According to immunology expert Professor Colin Dayan, having just 30-40% of your original number of beta cells is probably enough for your body to control your blood glucose levels without you needing to take insulin.
Beta cells regulate blood glucose levels by producing, storing and releasing the hormone insulin. They keep insulin locked inside them and only release it in response to rising levels of glucose in the blood. In just 10 minutes, this insulin starts lowering blood glucose levels.
Beta cells store insulin so that they always have a supply ready to release when needed. They start making more insulin when they detect rising blood glucose levels – and even before, as Dr Alice Carr explains.
Beta cells are amazing. When people without type 1 just look at a plate of food, their beta cells start making extra insulin in preparation for the level of glucose in their blood to rise.”
Scientists across the world are growing beta cells in their labs to transplant into people with type 1 so that they can make their own insulin again.

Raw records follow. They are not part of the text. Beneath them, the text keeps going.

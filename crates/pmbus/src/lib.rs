//! PMBus data formats and the sysfs driver adapter.
//!
//! Covers the two linear data formats, VOUT_MODE parsing, the STATUS_VOUT
//! bit layout, and named reads against the files a PMBus device driver
//! exposes in sysfs.

use thiserror::Error;

mod sysfs;
pub use sysfs::SysfsPmbus;

/// PMBus command codes used by this application.
///
/// Names are uppercase to match the PMBus documentation.
pub const VOUT_MODE: u8 = 0x20;
pub const VOUT_COMMAND: u8 = 0x21;

/// STATUS_VOUT bits.
pub mod status_vout {
    pub const OV_FAULT: u8 = 0x80;
    pub const OV_WARNING: u8 = 0x40;
    pub const UV_WARNING: u8 = 0x20;
    pub const UV_FAULT: u8 = 0x10;
    pub const MAX_MIN_WARNING: u8 = 0x08;
    pub const TON_MAX_FAULT: u8 = 0x04;
    pub const TOFF_MAX_WARNING: u8 = 0x02;
    pub const TRACKING_ERROR: u8 = 0x01;

    /// Bits that never indicate a rail fault on their own.
    pub const WARNING_MASK: u8 = UV_WARNING | MAX_MIN_WARNING | TOFF_MAX_WARNING;
}

/// Failure of a PMBus operation.
#[derive(Debug, Clone, Error)]
pub enum PmbusError {
    #[error("Unable to read PMBus file {name}: {description}")]
    FileRead { name: String, description: String },

    #[error("PMBus file {name} does not contain a numeric value: {value}")]
    BadValue { name: String, value: String },

    #[error("No hwmon directory found under {path}")]
    NoHwmonDirectory { path: String },

    #[error(
        "VOUT_MODE contains unsupported data format: device: {device_id}, inventory path: {inventory_path}"
    )]
    UnsupportedFormat {
        device_id: String,
        inventory_path: String,
    },
}

/// Which of the driver's file trees a named read targets.
#[derive(Debug, Clone, Copy, PartialEq, Eq, PartialOrd, Ord, Hash)]
pub enum FileKind {
    /// Debugfs files such as `status<p>` and `status<p>_vout`.
    Debug,
    /// Hwmon files such as `in<N>_input` and `in<N>_label`.
    Hwmon,
    /// Device-level debugfs files such as `mfr_status`.
    HwmonDeviceDebug,
}

/// Named reads against the files a PMBus device driver exposes.
///
/// Numeric reads parse the file's ASCII contents, accepting decimal or
/// `0x`-prefixed hex. `hwmon_file_names` enumerates the hwmon directory so
/// callers can scan for voltage label files.
pub trait Pmbus: Send {
    fn read(&self, name: &str, kind: FileKind) -> Result<u64, PmbusError>;
    fn read_string(&self, name: &str, kind: FileKind) -> Result<String, PmbusError>;
    fn hwmon_file_names(&self) -> Result<Vec<String>, PmbusError>;
}

/// Data format selected by the VOUT_MODE mode field.
#[derive(Debug, Clone, Copy, PartialEq, Eq)]
pub enum VoutDataFormat {
    /// Two-byte unsigned mantissa with an out-of-band signed exponent.
    Linear,
    /// VID code format.
    Vid,
    /// Device-coefficient direct format.
    Direct,
    /// IEEE-754 half precision.
    Ieee,
}

impl VoutDataFormat {
    pub fn as_str(self) -> &'static str {
        match self {
            Self::Linear => "linear",
            Self::Vid => "vid",
            Self::Direct => "direct",
            Self::Ieee => "ieee",
        }
    }
}

/// Data format of a two-byte sensor value.
#[derive(Debug, Clone, Copy, PartialEq, Eq)]
pub enum SensorDataFormat {
    /// 11-bit two's complement mantissa and 5-bit two's complement exponent,
    /// both stored in the value. Used for values unrelated to output
    /// voltage.
    Linear11,
    /// 16-bit unsigned mantissa; the exponent lives in VOUT_MODE or device
    /// documentation. Used for output-voltage values.
    Linear16,
}

impl SensorDataFormat {
    pub fn as_str(self) -> &'static str {
        match self {
            Self::Linear11 => "linear_11",
            Self::Linear16 => "linear_16",
        }
    }
}

/// Parses the one-byte VOUT_MODE value into data format and parameter.
///
/// Bits [6:5] select the format. Bits [4:0] hold the parameter; for the
/// linear format it is a sign-extended 5-bit two's complement exponent.
pub fn parse_vout_mode(value: u8) -> (VoutDataFormat, i8) {
    let format = match (value & 0b0110_0000) >> 5 {
        0b00 => VoutDataFormat::Linear,
        0b01 => VoutDataFormat::Vid,
        0b10 => VoutDataFormat::Direct,
        _ => VoutDataFormat::Ieee,
    };

    let mut parameter = value & 0b0001_1111;
    if format == VoutDataFormat::Linear && (parameter & 0b0001_0000) != 0 {
        parameter |= 0b1110_0000;
    }
    (format, parameter as i8)
}

/// Converts a linear-11 value to a decimal value.
pub fn convert_from_linear(value: u16) -> f64 {
    let mut exponent_field = (value >> 11) as u8;
    let mut mantissa_field = value & 0x07FF;

    if exponent_field > 0x0F {
        exponent_field |= 0xE0;
    }
    if mantissa_field > 0x03FF {
        mantissa_field |= 0xF800;
    }

    let exponent = exponent_field as i8;
    let mantissa = mantissa_field as i16;
    mantissa as f64 * 2f64.powi(exponent as i32)
}

/// Converts a vout-linear value to volts using the out-of-band exponent.
pub fn convert_from_vout_linear(value: u16, exponent: i8) -> f64 {
    value as f64 * 2f64.powi(exponent as i32)
}

/// Converts volts to the vout-linear format.
///
/// Rounds half away from zero. The volts value must not be negative.
pub fn convert_to_vout_linear(volts: f64, exponent: i8) -> u16 {
    let mantissa = volts / 2f64.powi(exponent as i32);
    mantissa.round() as u16
}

Find out more about beta cell research in our cure research page and learn about ongoing JDRF-funded beta cell research in our cure research projects.

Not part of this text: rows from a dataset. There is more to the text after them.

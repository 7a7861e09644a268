//! vrd - voltage regulation daemon.
//!
//! Owns chassis power sequencing and regulator configuration/monitoring on
//! the BMC. One control task drives everything: a periodic tick monitors the
//! sequencer devices, publishes rail sensors, and reacts to power requests
//! queued by the D-Bus interface.

mod dbus;

use anyhow::{Context, Result};
use clap::Parser;
use dbus::{Command, PowerInterface, Status};
use serde::Deserialize;
use services::{AdditionalData, MonitorOptions, Services};
use std::path::{Path, PathBuf};
use std::sync::{Arc, Mutex};
use std::time::{Duration, Instant};
use tokio::sync::mpsc;
use tracing::{error, info, warn};
use tracing_appender::rolling::{RollingFileAppender, Rotation};
use tracing_subscriber::{layer::SubscriberExt, util::SubscriberInitExt, EnvFilter};
use types::{PowerGood, PowerState, Severity};

/// Error logged when a power-on attempt exceeds the pgood timeout and no
/// faulted rail could be identified.
const POWER_ON_TIMEOUT_ERROR: &str = "xyz.openbmc_project.Power.Error.PowerOnTimeout";

/// Error logged when pgood drops while powered on and no faulted rail could
/// be identified.
const SHUTDOWN_ERROR: &str = "xyz.openbmc_project.Power.Error.Shutdown";

/// Configuration file structure (vrd.toml).
#[derive(Debug, Deserialize, Default)]
#[serde(default)]
struct FileConfig {
    sequencer: SequencerFileConfig,
    regulators: RegulatorsFileConfig,
    monitor: MonitorFileConfig,
}

#[derive(Debug, Deserialize)]
#[serde(default)]
struct SequencerFileConfig {
    /// Explicit config file path; overrides discovery.
    config_file: Option<PathBuf>,
    /// Directory searched during config file discovery.
    config_dir: PathBuf,
    /// Compatible system types, most specific first.
    compatible_system_types: Vec<String>,
}

impl Default for SequencerFileConfig {
    fn default() -> Self {
        Self {
            config_file: None,
            config_dir: PathBuf::from(sequencer::config::STANDARD_CONFIG_FILE_DIR),
            compatible_system_types: Vec::new(),
        }
    }
}

#[derive(Debug, Deserialize)]
#[serde(default)]
struct RegulatorsFileConfig {
    config_file: PathBuf,
}

impl Default for RegulatorsFileConfig {
    fn default() -> Self {
        Self {
            config_file: Path::new(regulators::config::STANDARD_CONFIG_FILE_DIR)
                .join("regulators.json"),
        }
    }
}

#[derive(Debug, Deserialize)]
#[serde(default)]
struct MonitorFileConfig {
    interval_ms: u64,
    pgood_timeout_secs: u64,
}

impl Default for MonitorFileConfig {
    fn default() -> Self {
        Self {
            interval_ms: 1000,
            pgood_timeout_secs: 10,
        }
    }
}

impl FileConfig {
    fn load(path: &Path) -> Result<Self> {
        if path.exists() {
            let contents = std::fs::read_to_string(path)?;
            Ok(toml::from_str(&contents)?)
        } else {
            warn!(path = %path.display(), "Config file not found, using defaults");
            Ok(Self::default())
        }
    }
}

#[derive(Parser)]
#[command(name = "vrd", about = "Voltage regulation daemon")]
struct Args {
    /// Path to the daemon configuration file
    #[arg(short, long, default_value = "/etc/vrd/vrd.toml")]
    config: PathBuf,

    /// Power sequencer config file. Overrides the daemon configuration.
    #[arg(long)]
    sequencer_config: Option<PathBuf>,

    /// Regulators config file. Overrides the daemon configuration.
    #[arg(long)]
    regulators_config: Option<PathBuf>,

    /// Run against simulated hardware (no real I2C/GPIO/D-Bus services)
    #[arg(long)]
    sim: bool,

    /// Log directory for text logs
    #[arg(long, default_value = "/var/log/vrd")]
    log_dir: PathBuf,

    /// Log level (trace, debug, info, warn, error)
    #[arg(long, default_value = "info")]
    log_level: String,
}

#[tokio::main]
async fn main() -> Result<()> {
    let args = Args::parse();

    // The guard must live for the whole program so logs are flushed
    let _log_guard = init_logging(&args.log_dir, &args.log_level)?;

    let file_config = FileConfig::load(&args.config)?;
    info!(path = %args.config.display(), "Loaded config");

    let mut services: Box<dyn Services> = if args.sim {
        info!("Starting vrd in SIMULATION mode");
        Box::new(sim::SimServices::new())
    } else {
        Box::new(services::HostServices::new().context("Unable to connect to system services")?)
    };

    // Locate and parse the power sequencer configuration
    let sequencer_path = args
        .sequencer_config
        .or(file_config.sequencer.config_file)
        .or_else(|| {
            jsonutil::find_config_file(
                &file_config.sequencer.compatible_system_types,
                &file_config.sequencer.config_dir,
            )
        })
        .context("No power sequencer config file found")?;
    info!(path = %sequencer_path.display(), "Parsing power sequencer config");
    let chassis =
        sequencer::config::parse(&sequencer_path, MonitorOptions::all(), &mut *services)?;
    let mut seq_system = sequencer::System::new(chassis);
    seq_system.initialize_monitoring(&mut *services);
    seq_system.set_pgood_timeout(Duration::from_secs(file_config.monitor.pgood_timeout_secs));

    // Parse the regulators configuration, if present
    let regulators_path = args
        .regulators_config
        .unwrap_or(file_config.regulators.config_file);
    let mut reg_system = if regulators_path.is_file() {
        info!(path = %regulators_path.display(), "Parsing regulators config");
        let mut factory = i2c_factory(args.sim);
        Some(regulators::config::parse(
            &regulators_path,
            &mut *factory,
            &mut *services,
        )?)
    } else {
        info!(path = %regulators_path.display(), "No regulators config file; regulator configuration disabled");
        None
    };

    // Command channel from the D-Bus interface to the control loop
    let (cmd_tx, mut cmd_rx) = mpsc::channel::<Command>(32);
    let status = Arc::new(Mutex::new(Status {
        pgood_timeout: file_config.monitor.pgood_timeout_secs as i32,
        ..Default::default()
    }));

    // Serve the control interface. In sim mode, or if the bus is not
    // reachable, run without it.
    let connection = if args.sim {
        None
    } else {
        match zbus::connection::Builder::system()
            .and_then(|builder| builder.name(dbus::BUS_NAME))
            .and_then(|builder| {
                builder.serve_at(
                    dbus::OBJECT_PATH,
                    PowerInterface::new(cmd_tx.clone(), Arc::clone(&status)),
                )
            }) {
            Ok(builder) => match builder.build().await {
                Ok(connection) => {
                    info!(name = dbus::BUS_NAME, "Serving power control interface");
                    Some(connection)
                }
                Err(e) => {
                    warn!(?e, "Unable to serve D-Bus interface - continuing without it");
                    None
                }
            },
            Err(e) => {
                warn!(?e, "Unable to configure D-Bus interface - continuing without it");
                None
            }
        }
    };
    let iface_ref = match &connection {
        Some(connection) => connection
            .object_server()
            .interface::<_, PowerInterface>(dbus::OBJECT_PATH)
            .await
            .ok(),
        None => None,
    };

    // Configure regulators once at startup
    if let Some(reg_system) = &mut reg_system {
        reg_system.configure(&mut *services);
    }

    let mut interval =
        tokio::time::interval(Duration::from_millis(file_config.monitor.interval_ms));
    interval.set_missed_tick_behavior(tokio::time::MissedTickBehavior::Delay);

    let mut power_supply_error = String::new();
    let mut previous_pgood: Option<PowerGood> = None;
    let mut transition_start: Option<Instant> = None;
    let mut pgood_fault_logged = false;

    info!("Entering control loop");
    loop {
        tokio::select! {
            _ = interval.tick() => {}
            _ = tokio::signal::ctrl_c() => {
                info!("Shutting down");
                break;
            }
        }

        // Process queued control requests
        while let Ok(command) = cmd_rx.try_recv() {
            match command {
                Command::SetPowerState { state, reply } => {
                    let new_state = PowerState::from_int(state).expect("validated by interface");
                    let result = seq_system.set_power_state(new_state, &mut *services);
                    match result {
                        Ok(()) => {
                            info!(state = %new_state, "Power state change requested");
                            transition_start = Some(Instant::now());
                            pgood_fault_logged = false;
                            let _ = reply.send(Ok(()));
                        }
                        Err(e) => {
                            error!(%e, "Power state change rejected");
                            let _ = reply.send(Err(e.to_string()));
                        }
                    }
                }
                Command::SetPowerSupplyError { error } => {
                    info!(error, "Power supply error received");
                    power_supply_error = error;
                }
                Command::SetPgoodTimeout { seconds } => {
                    info!(seconds, "Power good timeout changed");
                    seq_system.set_pgood_timeout(Duration::from_secs(seconds.max(0) as u64));
                    status.lock().unwrap().pgood_timeout = seconds;
                }
            }
        }

        // Monitor the sequencer devices
        if let Err(e) = seq_system.monitor(&mut *services) {
            error!(%e, "Unable to monitor system");
            continue;
        }
        let pgood = seq_system.power_good().ok();
        let state = seq_system.power_state().ok();

        {
            let mut status = status.lock().unwrap();
            if let Some(pgood) = pgood {
                status.pgood = pgood.as_int();
            }
            if let Some(state) = state {
                status.state = state.as_int();
            }
        }

        // React to pgood transitions
        if pgood != previous_pgood {
            if let Some(pgood) = pgood {
                handle_pgood_transition(
                    pgood,
                    &mut reg_system,
                    &mut *services,
                    iface_ref.as_ref(),
                )
                .await;
            }
            previous_pgood = pgood;
        }

        // A completed transition ends the timeout window
        if state.map(PowerState::as_int) == pgood.map(PowerGood::as_int) {
            transition_start = None;
        }

        // Look for a pgood fault when power is requested on but not good
        if state == Some(PowerState::On) && pgood == Some(PowerGood::Off) && !pgood_fault_logged {
            let timed_out = transition_start
                .map(|start| start.elapsed() >= max_pgood_timeout(&seq_system))
                .unwrap_or(true);
            if timed_out {
                handle_pgood_failure(
                    &mut seq_system,
                    &mut *services,
                    &power_supply_error,
                    transition_start.is_some(),
                );
                pgood_fault_logged = true;
                transition_start = None;
            }
        }

        // Publish rail sensors while power is good
        if pgood == Some(PowerGood::On) {
            if let Some(reg_system) = &mut reg_system {
                reg_system.monitor_sensors(&mut *services);
            }
        }
    }

    if let Some(reg_system) = &mut reg_system {
        reg_system.close_devices(&mut *services);
    }
    for chassis in seq_system.chassis_mut() {
        chassis.close_devices();
    }
    Ok(())
}

/// Largest configured chassis pgood timeout; bounds a system transition.
fn max_pgood_timeout(seq_system: &sequencer::System) -> Duration {
    seq_system
        .chassis()
        .iter()
        .map(|chassis| chassis.pgood_timeout())
        .max()
        .unwrap_or(sequencer::DEFAULT_PGOOD_TIMEOUT)
}

/// Reconfigures regulators and toggles sensor publication when the system
/// power good changes, and emits the D-Bus signals.
async fn handle_pgood_transition(
    pgood: PowerGood,
    reg_system: &mut Option<regulators::System>,
    services: &mut dyn Services,
    iface_ref: Option<&zbus::object_server::InterfaceRef<PowerInterface>>,
) {
    match pgood {
        PowerGood::On => {
            info!("System power good");
            if let Some(reg_system) = reg_system {
                reg_system.clear_caches();
                reg_system.configure(services);
                services.sensors().enable();
            }
            if let Some(iface_ref) = iface_ref {
                if let Err(e) = PowerInterface::power_good(iface_ref.signal_emitter()).await {
                    warn!(?e, "Unable to emit PowerGood signal");
                }
            }
        }
        PowerGood::Off => {
            info!("System power lost");
            if let Some(reg_system) = reg_system {
                services.sensors().disable();
                reg_system.close_devices(services);
            }
            if let Some(iface_ref) = iface_ref {
                if let Err(e) = PowerInterface::power_lost(iface_ref.signal_emitter()).await {
                    warn!(?e, "Unable to emit PowerLost signal");
                }
            }
        }
    }
}

/// Identifies and logs the root cause after a failed power-on or a pgood
/// loss.
fn handle_pgood_failure(
    seq_system: &mut sequencer::System,
    services: &mut dyn Services,
    power_supply_error: &str,
    timed_out: bool,
) {
    let mut additional_data = AdditionalData::new();
    let error = seq_system
        .find_pgood_fault(services, power_supply_error, &mut additional_data)
        .unwrap_or_else(|e| {
            error!(%e, "Pgood fault detection failed");
            String::new()
        });

    let message = if !error.is_empty() {
        error
    } else if !power_supply_error.is_empty() {
        power_supply_error.to_string()
    } else if timed_out {
        POWER_ON_TIMEOUT_ERROR.to_string()
    } else {
        SHUTDOWN_ERROR.to_string()
    };

    error!(message, "Power good failure");
    services.log_event(&message, Severity::Critical, additional_data);
}

/// Produces I2C handles for configured regulator devices.
fn i2c_factory(simulated: bool) -> Box<dyn FnMut(u8, u16) -> Box<dyn i2c::I2c>> {
    if simulated {
        Box::new(|bus, address| Box::new(sim::SimI2c::new(bus, address)) as Box<dyn i2c::I2c>)
    } else {
        Box::new(|bus, address| Box::new(i2c::LinuxI2c::new(bus, address)) as Box<dyn i2c::I2c>)
    }
}

/// Initializes logging with stdout and rolling file output.
fn init_logging(
    log_dir: &Path,
    level: &str,
) -> Result<tracing_appender::non_blocking::WorkerGuard> {
    std::fs::create_dir_all(log_dir)
        .with_context(|| format!("Cannot create log directory {}", log_dir.display()))?;

    let file_appender = RollingFileAppender::new(Rotation::DAILY, log_dir, "vrd.log");
    let (non_blocking_file, guard) = tracing_appender::non_blocking(file_appender);

    let filter = EnvFilter::try_from_default_env()
        .unwrap_or_else(|_| EnvFilter::new(format!("vrd={level},sequencer={level},regulators={level}")));

    let stdout_layer = tracing_subscriber::fmt::layer().with_target(true);
    let file_layer = tracing_subscriber::fmt::layer()
        .with_writer(non_blocking_file)
        .with_ansi(false)
        .with_target(true);

    tracing_subscriber::registry()
        .with(filter)
        .with(stdout_layer)
        .with(file_layer)
        .init();

    Ok(guard)
}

As well as insulin, beta cells release a molecule called C-peptide and another hormone called amylin. Because beta cells are destroyed in type 1 diabetes, people with type 1 have much lower levels of C-peptide and amylin than people without type 1.
C-peptide (short for connecting peptide) is not involved in regulating blood glucose levels, but it is crucial for making insulin. Beta cells release C-peptide with insulin in equal amounts. C-peptide stays in the body longer than insulin before it breaks down. Thanks to this, C-peptide is used to calculate how much insulin beta cells are releasing because it’s a lot easier to measure than insulin.
C-peptide is measured by a blood test. C-peptide tests can also be used to distinguish between type 1 and type 2 diabetes. Dr Nicholas Thomas is investigating whether C-peptide tests can help prevent misdiagnoses.
Amylin is another hormone that beta cells release, which helps to lower blood glucose levels in a few ways. It delays the stomach emptying its contents, which slows the rate at which glucose can enter the bloodstream. Amylin also helps you feel full and not eat as much as well as stopping the release of glucagon.